┌──
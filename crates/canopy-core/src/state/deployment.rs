//! Deployments
//!
//! There is no deployment resource. Deploying an app assigns the droplet,
//! bumps the `canopy.io/app-rev` annotation and starts the app in a single
//! write; the deployment is finished once the app is ready at that revision.

use crate::conditions::{is_condition_true, Conditioned, READY};
use crate::crd::{CanopyApp, DesiredState, NamedRef};
use crate::error::{Error, Result};
use crate::labels::APP_REVISION_ANNOTATION;
use kube::ResourceExt;

#[derive(Debug, Clone, Copy, PartialEq, Eq)]
pub enum DeploymentStatusValue {
    Active,
    Finalized,
}

#[derive(Debug, Clone, Copy, PartialEq, Eq)]
pub enum DeploymentStatusReason {
    Deploying,
    Deployed,
}

impl DeploymentStatusValue {
    pub fn as_str(&self) -> &'static str {
        match self {
            DeploymentStatusValue::Active => "ACTIVE",
            DeploymentStatusValue::Finalized => "FINALIZED",
        }
    }
}

impl DeploymentStatusReason {
    pub fn as_str(&self) -> &'static str {
        match self {
            DeploymentStatusReason::Deploying => "DEPLOYING",
            DeploymentStatusReason::Deployed => "DEPLOYED",
        }
    }
}

/// Numeric value of the revision annotation; absent means 0
pub fn revision_of(app: &CanopyApp) -> Result<u64> {
    match app.revision() {
        None => Ok(0),
        Some(raw) => raw.parse::<u64>().map_err(|_| {
            Error::InvalidState(format!(
                "expected {APP_REVISION_ANNOTATION} of app {} to be an integer, got {raw:?}",
                app.name_any()
            ))
        }),
    }
}

/// The app as it must be written to start a new deployment
///
/// The droplet is `droplet_override` when given, else the app's current one.
/// The returned object keeps the input's resource version, so writing it is
/// rejected if the app changed since it was read.
pub fn bump_revision(app: &CanopyApp, droplet_override: Option<&str>) -> Result<CanopyApp> {
    let droplet = droplet_override
        .filter(|d| !d.is_empty())
        .or_else(|| app.current_droplet())
        .ok_or_else(|| {
            Error::InvalidState(format!("app {} has no droplet to deploy", app.name_any()))
        })?
        .to_string();
    let next = revision_of(app)?.checked_add(1).ok_or_else(|| {
        Error::InvalidState(format!("revision of app {} is exhausted", app.name_any()))
    })?;

    let mut updated = app.clone();
    updated.spec.current_droplet_ref = Some(NamedRef::new(droplet));
    updated.spec.desired_state = DesiredState::Started;
    updated
        .annotations_mut()
        .insert(APP_REVISION_ANNOTATION.to_string(), next.to_string());
    Ok(updated)
}

/// Deployment status derived from the app
pub fn deployment_status(app: &CanopyApp) -> (DeploymentStatusValue, DeploymentStatusReason) {
    let revision = revision_of(app).ok().map(|r| r.to_string());
    let at_revision = app
        .status
        .as_ref()
        .and_then(|s| s.observed_revision.clone())
        .is_some_and(|observed| Some(observed) == revision);

    if is_condition_true(app.conditions(), READY) && at_revision {
        (DeploymentStatusValue::Finalized, DeploymentStatusReason::Deployed)
    } else {
        (DeploymentStatusValue::Active, DeploymentStatusReason::Deploying)
    }
}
└──
What to work on:
Quote, without any change, each line from the one that contains "from the app" through the end of the material.

Expected answer:
/// Deployment status derived from the app
pub fn deployment_status(app: &CanopyApp) -> (DeploymentStatusValue, DeploymentStatusReason) {
    let revision = revision_of(app).ok().map(|r| r.to_string());
    let at_revision = app
        .status
        .as_ref()
        .and_then(|s| s.observed_revision.clone())
        .is_some_and(|observed| Some(observed) == revision);

    if is_condition_true(app.conditions(), READY) && at_revision {
        (DeploymentStatusValue::Finalized, DeploymentStatusReason::Deployed)
    } else {
        (DeploymentStatusValue::Active, DeploymentStatusReason::Deploying)
    }
}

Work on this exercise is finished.